Firstly, let’s take the original video of three combination squares. I have 2 Starrett combos which get used quite frequently. One has a 12” and the other a 24” blade. The blades, per se, are straight, or certainly straight enough for my needs. The reason I purchased Starrett (and used, not new) is not that the blades are straight (which is, of course, important), but that the mechanism that holds them straight is hard wearing and reliable for a long, long time.

Inside the head is a tiny clamp, and this runs against the groove in the rule, which is hardened steel (at least I want it to be hardened steel, of my knive blades will wear it prematurely). That little clamp not only needs to fit the groove to hold the rule square to the head, but it must resist wear itself. As soon as it becomes a sloppy fit, accuracy goes.

Issue #1: testing squareness when new only determines the accuracy iut of a box. It is relevant to test after a longish period if time (or mock up a way to mimic this) - how well does accuracy hold up?

Issue two: I like combination squares since they are combination tools. Measure a length, scribe a line as a marking gauge, straight edge, ruling lines ... I often swap out rules, such as metric for imperial, 24”/600mm for 12”/300mm, etc. However, when it comes to checking joinery, where accuracy is important, I do not use a combination square. Such as the ends of boards to be dovetailed, or the shoulder for a mortice-and-tenon joint. I could probably get away with the combo tools, especially the 6” Starrett double square I have and am really fold of.
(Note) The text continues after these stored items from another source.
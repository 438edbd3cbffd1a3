//! Extension types and the functions that construct and inspect them.
//!
//! Functions are called by name from the expression tree, e.g.
//! `ip("10.0.0.1")` or `resource.ip.isInRange(ip("10.0.0.0/8"))`. Method-call
//! syntax passes the receiver as the first argument.

mod datetime;
mod decimal;
mod ipaddr;

pub use datetime::{Datetime, Duration};
pub use decimal::Decimal;
pub use ipaddr::IpAddr;

use strum_macros::{AsRefStr, Display, EnumIter, EnumString};

use crate::error::EvalError;
use crate::types::Value;

/// Every extension function known to the evaluator.
#[derive(Debug, Clone, Copy, PartialEq, Eq, Hash, Display, EnumString, AsRefStr, EnumIter)]
pub enum ExtensionFunction {
    #[strum(serialize = "ip")]
    Ip,
    #[strum(serialize = "isIpv4")]
    IsIpv4,
    #[strum(serialize = "isIpv6")]
    IsIpv6,
    #[strum(serialize = "isLoopback")]
    IsLoopback,
    #[strum(serialize = "isMulticast")]
    IsMulticast,
    #[strum(serialize = "isInRange")]
    IsInRange,
    #[strum(serialize = "decimal")]
    Decimal,
    #[strum(serialize = "lessThan")]
    LessThan,
    #[strum(serialize = "lessThanOrEqual")]
    LessThanOrEqual,
    #[strum(serialize = "greaterThan")]
    GreaterThan,
    #[strum(serialize = "greaterThanOrEqual")]
    GreaterThanOrEqual,
    #[strum(serialize = "datetime")]
    Datetime,
    #[strum(serialize = "duration")]
    Duration,
    #[strum(serialize = "offset")]
    Offset,
    #[strum(serialize = "durationSince")]
    DurationSince,
    #[strum(serialize = "toDate")]
    ToDate,
    #[strum(serialize = "toTime")]
    ToTime,
    #[strum(serialize = "toMilliseconds")]
    ToMilliseconds,
    #[strum(serialize = "toSeconds")]
    ToSeconds,
    #[strum(serialize = "toMinutes")]
    ToMinutes,
    #[strum(serialize = "toHours")]
    ToHours,
    #[strum(serialize = "toDays")]
    ToDays,
}

impl ExtensionFunction {
    /// Resolve a function by the name used in policies.
    pub fn lookup(name: &str) -> Result<Self, EvalError> {
        name.parse()
            .map_err(|_| EvalError::extension(name, "unknown extension function"))
    }

    pub fn arity(&self) -> usize {
        use ExtensionFunction::*;
        match self {
            IsInRange | LessThan | LessThanOrEqual | GreaterThan | GreaterThanOrEqual
            | Offset | DurationSince => 2,
            _ => 1,
        }
    }

    /// Apply the function. Argument count is checked first, then each
    /// argument's type; malformed literals surface as `ExtensionError`.
    pub fn call(&self, args: &[Value]) -> Result<Value, EvalError> {
        use ExtensionFunction::*;

        if args.len() != self.arity() {
            return Err(EvalError::extension(
                self.as_ref(),
                format!("expected {} argument(s), got {}", self.arity(), args.len()),
            ));
        }

        let value = match self {
            Ip => Value::IpAddr(self.parse_literal(&args[0])?),
            IsIpv4 => Value::Bool(args[0].as_ipaddr()?.is_ipv4()),
            IsIpv6 => Value::Bool(args[0].as_ipaddr()?.is_ipv6()),
            IsLoopback => Value::Bool(args[0].as_ipaddr()?.is_loopback()),
            IsMulticast => Value::Bool(args[0].as_ipaddr()?.is_multicast()),
            IsInRange => Value::Bool(args[0].as_ipaddr()?.is_in_range(args[1].as_ipaddr()?)),

            Decimal => Value::Decimal(self.parse_literal(&args[0])?),
            LessThan => Value::Bool(args[0].as_decimal()? < args[1].as_decimal()?),
            LessThanOrEqual => Value::Bool(args[0].as_decimal()? <= args[1].as_decimal()?),
            GreaterThan => Value::Bool(args[0].as_decimal()? > args[1].as_decimal()?),
            GreaterThanOrEqual => Value::Bool(args[0].as_decimal()? >= args[1].as_decimal()?),

            Datetime => Value::Datetime(self.parse_literal(&args[0])?),
            Duration => Value::Duration(self.parse_literal(&args[0])?),
            Offset => {
                let dt = args[0].as_datetime()?;
                let by = args[1].as_duration()?;
                Value::Datetime(
                    dt.offset(by)
                        .ok_or_else(|| EvalError::extension(self.as_ref(), "datetime overflow"))?,
                )
            }
            DurationSince => {
                let later = args[0].as_datetime()?;
                let earlier = args[1].as_datetime()?;
                Value::Duration(
                    later
                        .duration_since(earlier)
                        .ok_or_else(|| EvalError::extension(self.as_ref(), "duration overflow"))?,
                )
            }
            ToDate => Value::Datetime(
                args[0]
                    .as_datetime()?
                    .to_date()
                    .ok_or_else(|| EvalError::extension(self.as_ref(), "datetime overflow"))?,
            ),
            ToTime => Value::Duration(args[0].as_datetime()?.to_time()),
            ToMilliseconds => Value::Long(args[0].as_duration()?.to_milliseconds()),
            ToSeconds => Value::Long(args[0].as_duration()?.to_seconds()),
            ToMinutes => Value::Long(args[0].as_duration()?.to_minutes()),
            ToHours => Value::Long(args[0].as_duration()?.to_hours()),
            ToDays => Value::Long(args[0].as_duration()?.to_days()),
        };

        Ok(value)
    }

    fn parse_literal<T>(&self, arg: &Value) -> Result<T, EvalError>
    where
        T: std::str::FromStr<Err = String>,
    {
        arg.as_str()?
            .parse()
            .map_err(|message: String| EvalError::extension(self.as_ref(), message))
    }
}
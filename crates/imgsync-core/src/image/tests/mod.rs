//! Unit tests for the image domain.

mod fixtures;

mod context_tests;
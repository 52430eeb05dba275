//! Use case implementations.

pub mod reconcile_product_images;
I would never set the mitre gaige on my tablesaw with the 24” blade. I can see light at the end. But which is straighter, the blade or the mitre fence?

I periodically check that all my squares are .. square. I wuld tune them up if I needed to do so. That has never been required in over 20 years of ownership of these used Starrett combination squares. So I am clearly neurotic about accuracy in these circumstances. What feeds into this neurosis is that I have an alternative available to me.

Point 3: I have small squares which are not only accurate, but are small enough to be used with better control. 10” and 4” squares by Vesper are a lifetime investment which I do not begrudge. These are machinist squares which are infilled to look like a wood and metal square. The blades are highly tempered stainless steel, which will not bend or wear. The connection of head to blade is so durable and unmoving that they have a lifetime warrantee and a certification that makes your head spin. Total overkill, but one less thing to be concerned about!

[Image: Vesperat-WIA3.jpg]

Still, not everyone can afford these. I also have a couple of inexpensive (as they came via swap meets) 4” engineers squares, and even three certified precision combination squares by Vesper, Starrett, and Moore&Wright ..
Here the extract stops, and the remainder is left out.